__Task objective__. Lines from the one containing "let frame = if" through the end of the data below are to be transcribed exactly; leave out all others.

§

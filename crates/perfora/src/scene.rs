//! Scene assembly - the render coordinator.
//!
//! Pulls the solved parameters, the layout generator and the wave border
//! together into one drawable description. Rendering backends (SVG
//! documents, raster export, the TUI preview) consume a [`Scene`] and
//! nothing else, so all of them agree on the geometry by construction.

use crate::geometry::{
    cell_area, collision, effective_row_step, hole_area, open_area_fraction, OpenArea, Rect,
};
use crate::layout::{generate_layout, Layout};
use crate::params::{Params, PREVIEW_SIZE_MM, PX_PER_MM};
use crate::wave::{wave_amplitude, wave_cycles, wave_frame, WaveFrame};

/// Knobs supplied by the embedding UI.
#[derive(Debug, Clone, Copy, PartialEq)]
pub struct SceneOptions {
    /// Preview area edge length in millimetres.
    pub span_mm: f64,
    /// Linear unit-to-pixel scale.
    pub px_per_mm: f64,
    /// Decorative wave border on/off.
    pub wave: bool,
}

impl Default for SceneOptions {
    fn default() -> Self {
        Self {
            span_mm: PREVIEW_SIZE_MM,
            px_per_mm: PX_PER_MM,
            wave: true,
        }
    }
}

/// Border drawn around the preview.
#[derive(Debug, Clone, PartialEq)]
pub enum Frame {
    /// Plain rectangle: wave off, or wave synthesis degenerate.
    Rect(Rect),
    Wave(WaveFrame),
}

/// Derived readouts for the info panel.
#[derive(Debug, Clone, Copy, PartialEq)]
pub struct Summary {
    pub of: OpenArea,
    pub hole_area_mm2: f64,
    pub cell_area_mm2: f64,
    /// Diameter over horizontal pitch.
    pub ratio_dx: f64,
    /// Diameter over nominal vertical pitch.
    pub ratio_dy: f64,
    /// Estimated pattern coverage along x, in mm.
    pub coverage_w_mm: f64,
    /// Estimated pattern coverage along y, in mm.
    pub coverage_h_mm: f64,
    /// Non-blocking advisory: holes touch or overlap their neighbours.
    pub collision: bool,
}

/// One drawable scene.
#[derive(Debug, Clone)]
pub struct Scene {
    pub width_px: f64,
    pub height_px: f64,
    /// Full drawable box, origin at (0, 0).
    pub viewport: Rect,
    pub frame: Frame,
    pub layout: Layout,
    pub summary: Summary,
}

impl Scene {
    /// Number of holes that survived culling.
    pub fn holes_drawn(&self) -> usize {
        self.layout.holes.len()
    }

    /// The wave frame, when one is active.
    pub fn wave(&self) -> Option<&WaveFrame> {
        match &self.frame {
            Frame::Wave(frame) => Some(frame),
            Frame::Rect(_) => None,
        }
    }
}

/// Compute the info-panel readouts for a parameter set.
pub fn summarize(params: &Params) -> Summary {
    let row_step = effective_row_step(params.y, params.pattern);
    let cols_span = params.cols.saturating_sub(1) as f64;
    let rows_span = params.rows.saturating_sub(1) as f64;
    Summary {
        of: open_area_fraction(params.d, params.x, params.y, params.pattern),
        hole_area_mm2: hole_area(params.d),
        cell_area_mm2: cell_area(params.x, params.y, params.pattern),
        ratio_dx: params.d / params.x,
        ratio_dy: params.d / params.y,
        coverage_w_mm: (cols_span * params.x + params.d).max(0.0),
        coverage_h_mm: (rows_span * row_step + params.d).max(0.0),
        collision: collision(params.d, params.x, params.y, params.pattern),
    }
}

/// Assemble the drawable scene for the current parameters.
pub fn build_scene(params: &Params, options: SceneOptions) -> Scene {
    let width_px = options.span_mm * options.px_per_mm;
    let height_px = width_px;
    let viewport = Rect::new(0.0, 0.0, width_px, height_px);
    let layout = generate_layout(params, viewport, options.px_per_mm);

    let frame = if options.wave {
        let hole_radius_px = params.d / 2.0 * options.px_per_mm;
        let amplitude = wave_amplitude(hole_radius_px, viewport.width);
        let cycles = wave_cycles(viewport.height);
        match wave_frame(viewport, amplitude, cycles) {
            Some(frame) => Frame::Wave(frame),
            None => Frame::Rect(viewport),
        }
    } else {
        Frame::Rect(viewport)
    };

    Scene {
        width_px,
        height_px,
        viewport,
        frame,
        layout,
        summary: summarize(params),
    }
}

§

__Answer__.
    let frame = if options.wave {
        let hole_radius_px = params.d / 2.0 * options.px_per_mm;
        let amplitude = wave_amplitude(hole_radius_px, viewport.width);
        let cycles = wave_cycles(viewport.height);
        match wave_frame(viewport, amplitude, cycles) {
            Some(frame) => Frame::Wave(frame),
            None => Frame::Rect(viewport),
        }
    } else {
        Frame::Rect(viewport)
    };

    Scene {
        width_px,
        height_px,
        viewport,
        frame,
        layout,
        summary: summarize(params),
    }
}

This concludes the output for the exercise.